━━━━━ AVAILABLE DATA

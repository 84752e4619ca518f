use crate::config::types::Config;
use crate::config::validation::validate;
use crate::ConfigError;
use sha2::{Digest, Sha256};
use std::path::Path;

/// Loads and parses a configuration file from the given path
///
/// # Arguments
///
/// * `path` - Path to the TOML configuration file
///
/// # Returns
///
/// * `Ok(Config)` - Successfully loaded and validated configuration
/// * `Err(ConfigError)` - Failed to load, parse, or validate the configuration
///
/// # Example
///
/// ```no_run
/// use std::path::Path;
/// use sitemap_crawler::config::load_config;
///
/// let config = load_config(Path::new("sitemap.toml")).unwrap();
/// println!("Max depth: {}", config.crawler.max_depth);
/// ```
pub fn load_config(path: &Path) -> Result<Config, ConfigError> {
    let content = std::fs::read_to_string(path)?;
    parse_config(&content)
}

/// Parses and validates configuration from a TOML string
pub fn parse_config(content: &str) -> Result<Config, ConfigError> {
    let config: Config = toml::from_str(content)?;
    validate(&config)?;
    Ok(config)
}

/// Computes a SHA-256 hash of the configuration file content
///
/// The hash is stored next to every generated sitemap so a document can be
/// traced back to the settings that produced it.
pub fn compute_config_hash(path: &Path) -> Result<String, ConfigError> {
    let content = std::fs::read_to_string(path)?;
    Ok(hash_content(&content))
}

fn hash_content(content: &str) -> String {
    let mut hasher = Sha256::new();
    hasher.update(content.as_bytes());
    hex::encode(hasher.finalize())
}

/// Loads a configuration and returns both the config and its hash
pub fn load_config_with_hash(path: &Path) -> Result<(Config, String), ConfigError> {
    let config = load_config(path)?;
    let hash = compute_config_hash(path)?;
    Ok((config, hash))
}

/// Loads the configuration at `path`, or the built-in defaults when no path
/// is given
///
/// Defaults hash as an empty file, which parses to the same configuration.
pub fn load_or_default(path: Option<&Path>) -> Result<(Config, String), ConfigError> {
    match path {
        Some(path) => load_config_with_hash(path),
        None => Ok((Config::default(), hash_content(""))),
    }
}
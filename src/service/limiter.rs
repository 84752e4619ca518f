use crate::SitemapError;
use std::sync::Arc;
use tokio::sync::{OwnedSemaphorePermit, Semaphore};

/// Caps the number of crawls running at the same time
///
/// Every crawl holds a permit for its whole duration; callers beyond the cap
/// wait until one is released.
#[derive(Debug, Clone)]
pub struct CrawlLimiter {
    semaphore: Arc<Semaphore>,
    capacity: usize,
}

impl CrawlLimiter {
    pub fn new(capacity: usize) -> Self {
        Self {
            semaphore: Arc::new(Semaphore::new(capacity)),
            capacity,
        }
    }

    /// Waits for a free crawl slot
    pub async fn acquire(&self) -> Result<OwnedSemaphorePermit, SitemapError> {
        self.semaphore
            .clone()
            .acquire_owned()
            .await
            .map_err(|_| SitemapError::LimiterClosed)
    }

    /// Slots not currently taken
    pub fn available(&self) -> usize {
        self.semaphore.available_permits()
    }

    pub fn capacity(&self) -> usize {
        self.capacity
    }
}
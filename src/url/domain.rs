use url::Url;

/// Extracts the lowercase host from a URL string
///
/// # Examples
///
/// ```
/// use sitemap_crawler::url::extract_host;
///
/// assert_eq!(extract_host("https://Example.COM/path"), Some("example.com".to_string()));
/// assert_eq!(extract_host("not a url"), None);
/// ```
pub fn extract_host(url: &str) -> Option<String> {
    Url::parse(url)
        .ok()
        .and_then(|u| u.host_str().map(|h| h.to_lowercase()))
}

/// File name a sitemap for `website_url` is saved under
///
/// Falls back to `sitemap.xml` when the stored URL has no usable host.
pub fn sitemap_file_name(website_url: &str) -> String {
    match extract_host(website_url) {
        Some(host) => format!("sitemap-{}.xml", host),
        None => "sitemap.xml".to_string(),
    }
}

━━━━━━━━━━

## EXERCISE OBJECTIVE
Set down verbatim only the lines between the start of the data above and the line with "pub fn parse_config(content: &str)", both boundaries included.

## RESPONSE BOX
repository 84752e4619ca518f
use crate::config::types::Config;
use crate::config::validation::validate;
use crate::ConfigError;
use sha2::{Digest, Sha256};
use std::path::Path;

/// Loads and parses a configuration file from the given path
///
/// # Arguments
///
/// * `path` - Path to the TOML configuration file
///
/// # Returns
///
/// * `Ok(Config)` - Successfully loaded and validated configuration
/// * `Err(ConfigError)` - Failed to load, parse, or validate the configuration
///
/// # Example
///
/// ```no_run
/// use std::path::Path;
/// use sitemap_crawler::config::load_config;
///
/// let config = load_config(Path::new("sitemap.toml")).unwrap();
/// println!("Max depth: {}", config.crawler.max_depth);
/// ```
pub fn load_config(path: &Path) -> Result<Config, ConfigError> {
    let content = std::fs::read_to_string(path)?;
    parse_config(&content)
}

/// Parses and validates configuration from a TOML string
pub fn parse_config(content: &str) -> Result<Config, ConfigError> {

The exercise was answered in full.